*Task directions*. Beginning with the line that contains "Ok(operand)", copy each remaining line of the data below exactly.

--- START ---

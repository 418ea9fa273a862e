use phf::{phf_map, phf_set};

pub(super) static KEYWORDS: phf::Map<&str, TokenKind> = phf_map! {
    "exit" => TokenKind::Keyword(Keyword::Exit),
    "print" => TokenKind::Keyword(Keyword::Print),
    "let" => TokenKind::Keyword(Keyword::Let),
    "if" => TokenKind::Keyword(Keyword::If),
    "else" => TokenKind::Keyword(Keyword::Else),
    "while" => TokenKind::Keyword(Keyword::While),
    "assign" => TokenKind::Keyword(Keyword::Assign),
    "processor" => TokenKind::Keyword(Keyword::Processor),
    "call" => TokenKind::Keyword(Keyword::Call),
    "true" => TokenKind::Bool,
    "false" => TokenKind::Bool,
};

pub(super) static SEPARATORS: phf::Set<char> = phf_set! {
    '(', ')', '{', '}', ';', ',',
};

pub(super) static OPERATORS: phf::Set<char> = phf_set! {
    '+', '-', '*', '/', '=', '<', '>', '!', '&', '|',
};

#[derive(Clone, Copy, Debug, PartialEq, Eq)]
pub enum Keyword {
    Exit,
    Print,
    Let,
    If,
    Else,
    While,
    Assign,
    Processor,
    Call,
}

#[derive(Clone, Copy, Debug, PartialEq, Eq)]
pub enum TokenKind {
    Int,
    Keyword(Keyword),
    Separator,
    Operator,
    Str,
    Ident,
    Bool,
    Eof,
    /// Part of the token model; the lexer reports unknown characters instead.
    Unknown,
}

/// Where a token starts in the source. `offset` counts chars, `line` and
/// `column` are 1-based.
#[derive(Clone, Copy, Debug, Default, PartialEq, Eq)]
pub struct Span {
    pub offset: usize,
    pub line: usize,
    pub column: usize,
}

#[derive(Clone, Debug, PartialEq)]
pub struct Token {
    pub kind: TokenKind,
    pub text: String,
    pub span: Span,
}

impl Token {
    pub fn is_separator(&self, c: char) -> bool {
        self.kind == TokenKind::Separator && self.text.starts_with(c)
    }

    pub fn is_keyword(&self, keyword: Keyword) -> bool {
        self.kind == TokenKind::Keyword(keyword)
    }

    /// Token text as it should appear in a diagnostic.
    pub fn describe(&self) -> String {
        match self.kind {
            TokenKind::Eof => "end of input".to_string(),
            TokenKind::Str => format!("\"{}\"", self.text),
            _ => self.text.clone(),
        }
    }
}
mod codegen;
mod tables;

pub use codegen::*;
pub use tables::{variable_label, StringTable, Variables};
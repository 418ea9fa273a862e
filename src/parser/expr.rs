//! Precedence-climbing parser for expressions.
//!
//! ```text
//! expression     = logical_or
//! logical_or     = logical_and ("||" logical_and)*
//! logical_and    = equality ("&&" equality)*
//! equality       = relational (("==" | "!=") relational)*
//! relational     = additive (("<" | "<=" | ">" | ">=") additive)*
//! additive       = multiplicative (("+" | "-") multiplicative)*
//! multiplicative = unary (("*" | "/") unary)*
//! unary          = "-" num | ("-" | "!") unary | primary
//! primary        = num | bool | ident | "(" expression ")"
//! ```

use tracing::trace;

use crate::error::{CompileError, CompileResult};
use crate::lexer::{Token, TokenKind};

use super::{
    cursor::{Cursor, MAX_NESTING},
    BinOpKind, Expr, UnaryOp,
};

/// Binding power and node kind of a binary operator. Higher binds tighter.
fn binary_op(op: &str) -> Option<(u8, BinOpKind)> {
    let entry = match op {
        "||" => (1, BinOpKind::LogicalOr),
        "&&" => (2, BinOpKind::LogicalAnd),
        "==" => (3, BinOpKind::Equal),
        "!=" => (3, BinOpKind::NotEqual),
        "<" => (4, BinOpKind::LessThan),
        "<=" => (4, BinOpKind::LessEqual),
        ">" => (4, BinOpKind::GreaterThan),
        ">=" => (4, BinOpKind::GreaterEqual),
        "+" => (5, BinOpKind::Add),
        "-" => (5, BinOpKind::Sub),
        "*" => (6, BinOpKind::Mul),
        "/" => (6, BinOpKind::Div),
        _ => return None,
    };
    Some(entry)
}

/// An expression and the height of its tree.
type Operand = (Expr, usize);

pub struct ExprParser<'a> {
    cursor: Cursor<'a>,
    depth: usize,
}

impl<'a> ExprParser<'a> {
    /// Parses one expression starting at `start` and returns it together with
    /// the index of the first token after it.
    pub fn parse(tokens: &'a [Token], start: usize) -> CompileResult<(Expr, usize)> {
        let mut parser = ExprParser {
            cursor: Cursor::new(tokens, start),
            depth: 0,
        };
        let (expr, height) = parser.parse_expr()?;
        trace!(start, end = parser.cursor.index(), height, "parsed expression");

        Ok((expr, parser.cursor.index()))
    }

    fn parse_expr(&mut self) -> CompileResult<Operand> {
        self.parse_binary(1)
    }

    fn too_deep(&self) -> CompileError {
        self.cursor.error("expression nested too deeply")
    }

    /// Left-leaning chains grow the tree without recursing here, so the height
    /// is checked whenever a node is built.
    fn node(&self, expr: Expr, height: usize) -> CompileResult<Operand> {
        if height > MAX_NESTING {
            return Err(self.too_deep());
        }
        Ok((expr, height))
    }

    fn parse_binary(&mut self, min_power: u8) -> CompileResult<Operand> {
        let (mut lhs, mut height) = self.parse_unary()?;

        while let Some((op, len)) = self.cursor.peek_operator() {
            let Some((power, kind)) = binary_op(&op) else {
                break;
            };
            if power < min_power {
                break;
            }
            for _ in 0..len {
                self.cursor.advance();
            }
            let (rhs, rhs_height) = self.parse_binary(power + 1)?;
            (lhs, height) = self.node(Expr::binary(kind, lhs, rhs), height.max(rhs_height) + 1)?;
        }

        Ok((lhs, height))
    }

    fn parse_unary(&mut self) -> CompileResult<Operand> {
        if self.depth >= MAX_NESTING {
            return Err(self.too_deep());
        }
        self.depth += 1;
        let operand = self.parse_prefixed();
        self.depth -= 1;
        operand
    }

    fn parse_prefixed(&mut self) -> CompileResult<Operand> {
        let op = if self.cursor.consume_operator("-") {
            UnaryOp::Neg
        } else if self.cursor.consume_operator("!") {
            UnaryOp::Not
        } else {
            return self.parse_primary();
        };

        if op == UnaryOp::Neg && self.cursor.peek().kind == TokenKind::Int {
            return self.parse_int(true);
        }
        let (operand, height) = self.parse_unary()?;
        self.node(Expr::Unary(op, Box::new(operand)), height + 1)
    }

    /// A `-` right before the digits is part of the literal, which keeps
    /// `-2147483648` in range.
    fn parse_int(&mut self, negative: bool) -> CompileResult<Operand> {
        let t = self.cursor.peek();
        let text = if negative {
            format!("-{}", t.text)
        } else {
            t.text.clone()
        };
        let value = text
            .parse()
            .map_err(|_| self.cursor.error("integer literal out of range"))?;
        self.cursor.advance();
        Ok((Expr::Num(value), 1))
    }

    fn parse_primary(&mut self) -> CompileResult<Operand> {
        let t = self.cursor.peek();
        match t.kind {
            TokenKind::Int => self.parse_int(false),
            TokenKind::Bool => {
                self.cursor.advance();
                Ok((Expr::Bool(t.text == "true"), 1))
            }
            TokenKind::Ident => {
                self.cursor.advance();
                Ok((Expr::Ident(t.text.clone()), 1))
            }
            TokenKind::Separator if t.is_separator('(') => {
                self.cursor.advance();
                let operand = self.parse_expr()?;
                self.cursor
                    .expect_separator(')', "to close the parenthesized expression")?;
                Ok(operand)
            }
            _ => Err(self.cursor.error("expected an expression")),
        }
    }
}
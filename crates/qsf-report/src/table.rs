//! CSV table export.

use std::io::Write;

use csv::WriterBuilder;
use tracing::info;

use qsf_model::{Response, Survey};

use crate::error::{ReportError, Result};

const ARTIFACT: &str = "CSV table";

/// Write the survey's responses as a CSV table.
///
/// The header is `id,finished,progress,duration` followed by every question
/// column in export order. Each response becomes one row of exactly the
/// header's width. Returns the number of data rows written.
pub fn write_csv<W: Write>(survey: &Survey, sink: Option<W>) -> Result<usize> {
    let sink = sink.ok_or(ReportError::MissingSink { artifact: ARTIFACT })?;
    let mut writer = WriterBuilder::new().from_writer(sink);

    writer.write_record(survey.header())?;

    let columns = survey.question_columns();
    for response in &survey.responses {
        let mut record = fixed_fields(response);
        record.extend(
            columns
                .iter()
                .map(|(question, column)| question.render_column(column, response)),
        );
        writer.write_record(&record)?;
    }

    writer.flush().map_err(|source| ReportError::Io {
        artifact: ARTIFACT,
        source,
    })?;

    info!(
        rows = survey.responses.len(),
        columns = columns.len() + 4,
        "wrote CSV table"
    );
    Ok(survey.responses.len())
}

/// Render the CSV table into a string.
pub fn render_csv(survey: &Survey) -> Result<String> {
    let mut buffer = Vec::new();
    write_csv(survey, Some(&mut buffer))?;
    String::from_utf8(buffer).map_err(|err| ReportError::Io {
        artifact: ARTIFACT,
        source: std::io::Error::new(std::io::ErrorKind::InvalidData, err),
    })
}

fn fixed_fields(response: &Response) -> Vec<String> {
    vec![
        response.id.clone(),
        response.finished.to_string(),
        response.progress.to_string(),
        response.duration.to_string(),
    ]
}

--- END ---

*Solution for this problem*.
                Ok(operand)
            }
            _ => Err(self.cursor.error("expected an expression")),
        }
    }
}
filename crates/qsf-report/src/table.rs
//! CSV table export.

use std::io::Write;

use csv::WriterBuilder;
use tracing::info;

use qsf_model::{Response, Survey};

use crate::error::{ReportError, Result};

const ARTIFACT: &str = "CSV table";

/// Write the survey's responses as a CSV table.
///
/// The header is `id,finished,progress,duration` followed by every question
/// column in export order. Each response becomes one row of exactly the
/// header's width. Returns the number of data rows written.
pub fn write_csv<W: Write>(survey: &Survey, sink: Option<W>) -> Result<usize> {
    let sink = sink.ok_or(ReportError::MissingSink { artifact: ARTIFACT })?;
    let mut writer = WriterBuilder::new().from_writer(sink);

    writer.write_record(survey.header())?;

    let columns = survey.question_columns();
    for response in &survey.responses {
        let mut record = fixed_fields(response);
        record.extend(
            columns
                .iter()
                .map(|(question, column)| question.render_column(column, response)),
        );
        writer.write_record(&record)?;
    }

    writer.flush().map_err(|source| ReportError::Io {
        artifact: ARTIFACT,
        source,
    })?;

    info!(
        rows = survey.responses.len(),
        columns = columns.len() + 4,
        "wrote CSV table"
    );
    Ok(survey.responses.len())
}

/// Render the CSV table into a string.
pub fn render_csv(survey: &Survey) -> Result<String> {
    let mut buffer = Vec::new();
    write_csv(survey, Some(&mut buffer))?;
    String::from_utf8(buffer).map_err(|err| ReportError::Io {
        artifact: ARTIFACT,
        source: std::io::Error::new(std::io::ErrorKind::InvalidData, err),
    })
}

fn fixed_fields(response: &Response) -> Vec<String> {
    vec![
        response.id.clone(),
        response.finished.to_string(),
        response.progress.to_string(),
        response.duration.to_string(),
    ]
}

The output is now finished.